ABOUT THIS EXERCISE » Could you give back the listing below exactly, every line included?

PROVIDED MATERIAL »
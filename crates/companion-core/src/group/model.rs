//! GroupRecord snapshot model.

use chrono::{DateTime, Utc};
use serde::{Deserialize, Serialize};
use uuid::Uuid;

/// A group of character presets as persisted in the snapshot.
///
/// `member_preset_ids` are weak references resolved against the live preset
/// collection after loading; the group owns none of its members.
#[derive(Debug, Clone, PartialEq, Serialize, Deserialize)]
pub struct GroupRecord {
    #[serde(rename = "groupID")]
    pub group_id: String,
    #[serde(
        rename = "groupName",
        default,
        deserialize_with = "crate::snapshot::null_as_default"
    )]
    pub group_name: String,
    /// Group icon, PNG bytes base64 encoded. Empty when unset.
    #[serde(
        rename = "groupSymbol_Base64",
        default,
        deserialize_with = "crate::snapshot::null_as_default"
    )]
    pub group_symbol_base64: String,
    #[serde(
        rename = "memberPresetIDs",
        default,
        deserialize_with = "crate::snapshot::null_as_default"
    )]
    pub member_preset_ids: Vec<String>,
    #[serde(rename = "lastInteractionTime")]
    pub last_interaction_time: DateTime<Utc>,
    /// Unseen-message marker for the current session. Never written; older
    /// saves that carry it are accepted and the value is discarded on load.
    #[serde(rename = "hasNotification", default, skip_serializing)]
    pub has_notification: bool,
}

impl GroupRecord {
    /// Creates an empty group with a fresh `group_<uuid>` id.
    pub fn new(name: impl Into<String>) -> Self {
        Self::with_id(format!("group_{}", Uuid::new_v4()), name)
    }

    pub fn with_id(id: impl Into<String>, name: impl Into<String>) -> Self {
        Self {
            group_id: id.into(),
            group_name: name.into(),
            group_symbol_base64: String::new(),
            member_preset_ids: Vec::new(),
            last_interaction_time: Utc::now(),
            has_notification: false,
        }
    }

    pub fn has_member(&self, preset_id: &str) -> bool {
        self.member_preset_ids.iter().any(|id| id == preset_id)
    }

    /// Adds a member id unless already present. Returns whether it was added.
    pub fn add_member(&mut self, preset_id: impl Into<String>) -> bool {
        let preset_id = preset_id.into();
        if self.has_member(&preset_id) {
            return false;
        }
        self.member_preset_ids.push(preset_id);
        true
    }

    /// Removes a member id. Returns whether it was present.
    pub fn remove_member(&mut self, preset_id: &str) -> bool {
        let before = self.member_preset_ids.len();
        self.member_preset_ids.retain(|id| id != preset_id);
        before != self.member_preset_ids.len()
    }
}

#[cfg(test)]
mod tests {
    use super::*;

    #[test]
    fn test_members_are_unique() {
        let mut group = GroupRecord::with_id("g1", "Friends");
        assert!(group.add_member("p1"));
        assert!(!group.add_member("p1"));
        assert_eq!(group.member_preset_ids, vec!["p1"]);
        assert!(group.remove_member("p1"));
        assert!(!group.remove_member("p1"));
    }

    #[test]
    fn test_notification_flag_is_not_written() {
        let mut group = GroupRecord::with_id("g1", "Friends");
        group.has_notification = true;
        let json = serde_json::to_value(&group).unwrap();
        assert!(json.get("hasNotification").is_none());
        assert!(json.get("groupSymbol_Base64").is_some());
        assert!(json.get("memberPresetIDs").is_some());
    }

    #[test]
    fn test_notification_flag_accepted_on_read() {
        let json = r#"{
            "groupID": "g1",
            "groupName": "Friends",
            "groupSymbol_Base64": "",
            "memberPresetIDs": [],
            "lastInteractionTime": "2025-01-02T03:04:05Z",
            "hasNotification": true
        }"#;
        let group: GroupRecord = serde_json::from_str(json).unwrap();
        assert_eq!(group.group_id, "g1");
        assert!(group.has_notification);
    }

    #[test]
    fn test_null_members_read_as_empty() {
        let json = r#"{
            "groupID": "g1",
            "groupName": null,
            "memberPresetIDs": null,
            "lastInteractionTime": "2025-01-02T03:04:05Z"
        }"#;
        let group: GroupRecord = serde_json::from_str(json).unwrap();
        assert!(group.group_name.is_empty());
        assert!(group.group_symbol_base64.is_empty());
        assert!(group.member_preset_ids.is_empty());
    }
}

THE COMPLETED TASK »
filename crates/companion-core/src/group/model.rs
//! GroupRecord snapshot model.

use chrono::{DateTime, Utc};
use serde::{Deserialize, Serialize};
use uuid::Uuid;

/// A group of character presets as persisted in the snapshot.
///
/// `member_preset_ids` are weak references resolved against the live preset
/// collection after loading; the group owns none of its members.
#[derive(Debug, Clone, PartialEq, Serialize, Deserialize)]
pub struct GroupRecord {
    #[serde(rename = "groupID")]
    pub group_id: String,
    #[serde(
        rename = "groupName",
        default,
        deserialize_with = "crate::snapshot::null_as_default"
    )]
    pub group_name: String,
    /// Group icon, PNG bytes base64 encoded. Empty when unset.
    #[serde(
        rename = "groupSymbol_Base64",
        default,
        deserialize_with = "crate::snapshot::null_as_default"
    )]
    pub group_symbol_base64: String,
    #[serde(
        rename = "memberPresetIDs",
        default,
        deserialize_with = "crate::snapshot::null_as_default"
    )]
    pub member_preset_ids: Vec<String>,
    #[serde(rename = "lastInteractionTime")]
    pub last_interaction_time: DateTime<Utc>,
    /// Unseen-message marker for the current session. Never written; older
    /// saves that carry it are accepted and the value is discarded on load.
    #[serde(rename = "hasNotification", default, skip_serializing)]
    pub has_notification: bool,
}

impl GroupRecord {
    /// Creates an empty group with a fresh `group_<uuid>` id.
    pub fn new(name: impl Into<String>) -> Self {
        Self::with_id(format!("group_{}", Uuid::new_v4()), name)
    }

    pub fn with_id(id: impl Into<String>, name: impl Into<String>) -> Self {
        Self {
            group_id: id.into(),
            group_name: name.into(),
            group_symbol_base64: String::new(),
            member_preset_ids: Vec::new(),
            last_interaction_time: Utc::now(),
            has_notification: false,
        }
    }

    pub fn has_member(&self, preset_id: &str) -> bool {
        self.member_preset_ids.iter().any(|id| id == preset_id)
    }

    /// Adds a member id unless already present. Returns whether it was added.
    pub fn add_member(&mut self, preset_id: impl Into<String>) -> bool {
        let preset_id = preset_id.into();
        if self.has_member(&preset_id) {
            return false;
        }
        self.member_preset_ids.push(preset_id);
        true
    }

    /// Removes a member id. Returns whether it was present.
    pub fn remove_member(&mut self, preset_id: &str) -> bool {
        let before = self.member_preset_ids.len();
        self.member_preset_ids.retain(|id| id != preset_id);
        before != self.member_preset_ids.len()
    }
}

#[cfg(test)]
mod tests {
    use super::*;

    #[test]
    fn test_members_are_unique() {
        let mut group = GroupRecord::with_id("g1", "Friends");
        assert!(group.add_member("p1"));
        assert!(!group.add_member("p1"));
        assert_eq!(group.member_preset_ids, vec!["p1"]);
        assert!(group.remove_member("p1"));
        assert!(!group.remove_member("p1"));
    }

    #[test]
    fn test_notification_flag_is_not_written() {
        let mut group = GroupRecord::with_id("g1", "Friends");
        group.has_notification = true;
        let json = serde_json::to_value(&group).unwrap();
        assert!(json.get("hasNotification").is_none());
        assert!(json.get("groupSymbol_Base64").is_some());
        assert!(json.get("memberPresetIDs").is_some());
    }

    #[test]
    fn test_notification_flag_accepted_on_read() {
        let json = r#"{
            "groupID": "g1",
            "groupName": "Friends",
            "groupSymbol_Base64": "",
            "memberPresetIDs": [],
            "lastInteractionTime": "2025-01-02T03:04:05Z",
            "hasNotification": true
        }"#;
        let group: GroupRecord = serde_json::from_str(json).unwrap();
        assert_eq!(group.group_id, "g1");
        assert!(group.has_notification);
    }

    #[test]
    fn test_null_members_read_as_empty() {
        let json = r#"{
            "groupID": "g1",
            "groupName": null,
            "memberPresetIDs": null,
            "lastInteractionTime": "2025-01-02T03:04:05Z"
        }"#;
        let group: GroupRecord = serde_json::from_str(json).unwrap();
        assert!(group.group_name.is_empty());
        assert!(group.group_symbol_base64.is_empty());
        assert!(group.member_preset_ids.is_empty());
    }
}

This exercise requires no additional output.